Para ele, a seleção natural pela qual só os mais adaptados sobreviverão é inevitável nessa transição tecnológica.
E nada serve melhor a esse teste do que "The Daily", o jornal exclusivo para iPad lançado na última quarta-feira pelo bilionário e pioneiro da mídia Rupert Murdoch.
O consultor vê o novo jornal como um marco na indústria da mídia voltada para as massas. A primeira revolução, diz, é o preço. O leitor paga, sim, mas em vez de uma assinatura o modelo será o do iTunes, com um aplicativo vendido a US$ 0,99 (R$ 1,66) semanais.
A outra é a interatividade -farta, mas sem pirotecnias, de forma a guardar propositadamente a imagem de uma revista ou um jornal.
A Folha ouviu Doctor no dia do lançamento do "Daily". A fórmula, afirma, criará um veículo de massas que vai acelerar a migração do impresso para os tablets -embora ele ressalte que os primeiros não vão deixar de existir tão cedo.
Folha - O "Daily" apresentou uma primeira edição caprichada, à qual o sr. se referiu como uma revista eletrônica. Essa qualidade sobreviverá ao ritmo diário?

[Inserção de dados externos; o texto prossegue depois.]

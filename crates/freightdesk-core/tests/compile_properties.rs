use freightdesk_core::{
    CollectionParams, ContentRange, EntityConfig, FieldKind, OrderBy, Predicate, QueryAssembler,
    QueryError, RangeRequest, RangeTranslator,
};
use proptest::prelude::*;
use serde_json::json;

fn order_entity() -> EntityConfig {
    EntityConfig::builder("orders")
        .field("id", FieldKind::Text)
        .field("reference", FieldKind::Text)
        .field("pallets", FieldKind::Numeric)
        .field("priority", FieldKind::Boolean)
        .field("eta_date", FieldKind::Temporal)
        .sortable(["id", "reference"])
        .build()
        .unwrap()
}

fn compile(filter: serde_json::Value) -> Option<Predicate> {
    let cfg = order_entity();
    let params = CollectionParams::from_values(Some(filter), None, None).unwrap();
    let (data, _) = QueryAssembler::new(&cfg).assemble(&params).unwrap();
    data.predicate
}

#[test]
fn order_listing_scenario() {
    let cfg = order_entity();
    let params = CollectionParams::decode(
        Some(r#"{"reference":"TEST","pallets:gte":5}"#),
        Some(r#"["reference","ASC"]"#),
        Some("[0,4]"),
    )
    .unwrap();
    let (data, count) = QueryAssembler::new(&cfg).assemble(&params).unwrap();

    assert_eq!(
        data.predicate.as_ref().unwrap().to_string(),
        "reference ILIKE '%TEST%' AND pallets >= 5"
    );
    assert_eq!(data.order_by, Some(OrderBy::asc("reference")));
    assert_eq!(data.offset, Some(0));
    assert_eq!(data.limit, Some(5));
    assert_eq!(count.predicate, data.predicate);
    assert_eq!(ContentRange::format(params.range.as_ref(), 17), "0-4/17");
}

#[test]
fn uuid_id_or_group_is_substring_matched() {
    let p = compile(json!({"id|reference": "X"})).unwrap();
    assert_eq!(p.to_string(), "id ILIKE '%X%' OR reference ILIKE '%X%'");
}

#[test]
fn unknown_sort_field_is_dropped_but_bad_direction_fails() {
    let cfg = order_entity();
    let params = CollectionParams::decode(None, Some(r#"["unknown_field","ASC"]"#), None).unwrap();
    let (data, _) = QueryAssembler::new(&cfg).assemble(&params).unwrap();
    assert_eq!(data.order_by, None);

    let params = CollectionParams::decode(None, Some(r#"["reference","SIDEWAYS"]"#), None).unwrap();
    assert_eq!(
        QueryAssembler::new(&cfg).assemble(&params).unwrap_err(),
        QueryError::InvalidSortDirection("SIDEWAYS".into())
    );
}

#[test]
fn negative_end_disables_pagination() {
    let r = RangeRequest::new(5, -1).unwrap();
    assert_eq!(RangeTranslator::translate(Some(&r)), None);
}

fn operator_token() -> impl Strategy<Value = &'static str> {
    prop_oneof![
        Just("gt"),
        Just("gte"),
        Just("lt"),
        Just("lte"),
        Just("eq"),
        Just("ne"),
    ]
}

proptest! {
    #![proptest_config(ProptestConfig::with_cases(256))]

    /// An operator token outside the known set compiles like no operator.
    #[test]
    fn prop_unknown_operator_equals_bare_key(
        token in "[a-z]{1,8}".prop_filter("must not be a known token", |t| {
            freightdesk_core::Operator::from_token(t).is_none()
        }),
        field in prop_oneof![Just("reference"), Just("pallets"), Just("priority")],
        value in prop_oneof![Just(json!("abc")), Just(json!(3)), Just(json!(true))],
    ) {
        let with_op = compile(json!({ format!("{field}:{token}"): value.clone() }));
        let bare = compile(json!({ field: value }));
        prop_assert_eq!(with_op, bare);
    }

    /// Comparable kinds perform the requested comparison, never substring matching.
    #[test]
    fn prop_comparable_kinds_never_use_substring(
        op in operator_token(),
        field in prop_oneof![Just("pallets"), Just("priority"), Just("eta_date")],
        n in 0i64..1000,
    ) {
        let p = compile(json!({ format!("{field}:{op}"): n })).unwrap();
        let is_compare = matches!(p, Predicate::Compare { .. });
        prop_assert!(is_compare, "expected comparison, got {:?}", p);
    }

    /// Text fields use substring match for any operator unless given a list.
    #[test]
    fn prop_text_fields_ignore_operators(
        op in operator_token(),
        needle in "[A-Za-z0-9]{1,12}",
    ) {
        let p = compile(json!({ format!("reference:{op}"): needle.clone() })).unwrap();
        prop_assert_eq!(
            p,
            Predicate::Contains { field: "reference".into(), needle }
        );
        let list = compile(json!({ format!("reference:{op}"): ["a", "b"] })).unwrap();
        let is_membership = matches!(list, Predicate::InList { .. });
        prop_assert!(is_membership);
    }

    /// Without a range the header spans the whole total.
    #[test]
    fn prop_content_range_without_range(total in 0u64..1_000_000) {
        prop_assert_eq!(
            ContentRange::format(None, total),
            format!("0-{total}/{total}")
        );
    }

    /// The header echoes requested bounds even past the total.
    #[test]
    fn prop_content_range_is_not_clamped(total in 0u64..10) {
        let r = RangeRequest::new(5, 9).unwrap();
        prop_assert_eq!(ContentRange::format(Some(&r), total), format!("5-9/{total}"));
    }

    /// Compiling the same input twice yields equal queries.
    #[test]
    fn prop_compilation_is_idempotent(
        needle in "[a-z]{0,6}",
        n in -50i64..50,
        start in 0i64..100,
        span in -1i64..50,
    ) {
        let cfg = order_entity();
        let filter = json!({"reference|id": needle, "pallets:lt": n, "_query": "q"});
        let range = json!([start, start + span]);
        let params = CollectionParams::from_values(
            Some(filter),
            Some(json!(["id", "DESC"])),
            Some(range),
        ).unwrap();
        let assembler = QueryAssembler::new(&cfg);
        let first = assembler.assemble(&params).unwrap();
        let second = assembler.assemble(&params).unwrap();
        prop_assert_eq!(first, second);
    }
}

Ken Doctor - Essa é a grande pergunta. Fazer isso todo dia com 130 pessoas entre editorial e produção parece uma subestimação. Claro que esperamos que, conforme eles peguem a manha, a coisa se torne mais fácil, mas é um desafio enorme.
Agora, se o "Daily" for bem-sucedido, terá criado um novo patamar no mundo das notícias. E todos os jornais que estão planejando produtos para tablets terão um modelo a superar.
Algumas pessoas no Twitter reclamaram que o "Daily" ainda parece um grande arquivo PDF, e muita gente esperava mais elementos interativos. Houve uma contenção proposital para guardar a semelhança com um jornal?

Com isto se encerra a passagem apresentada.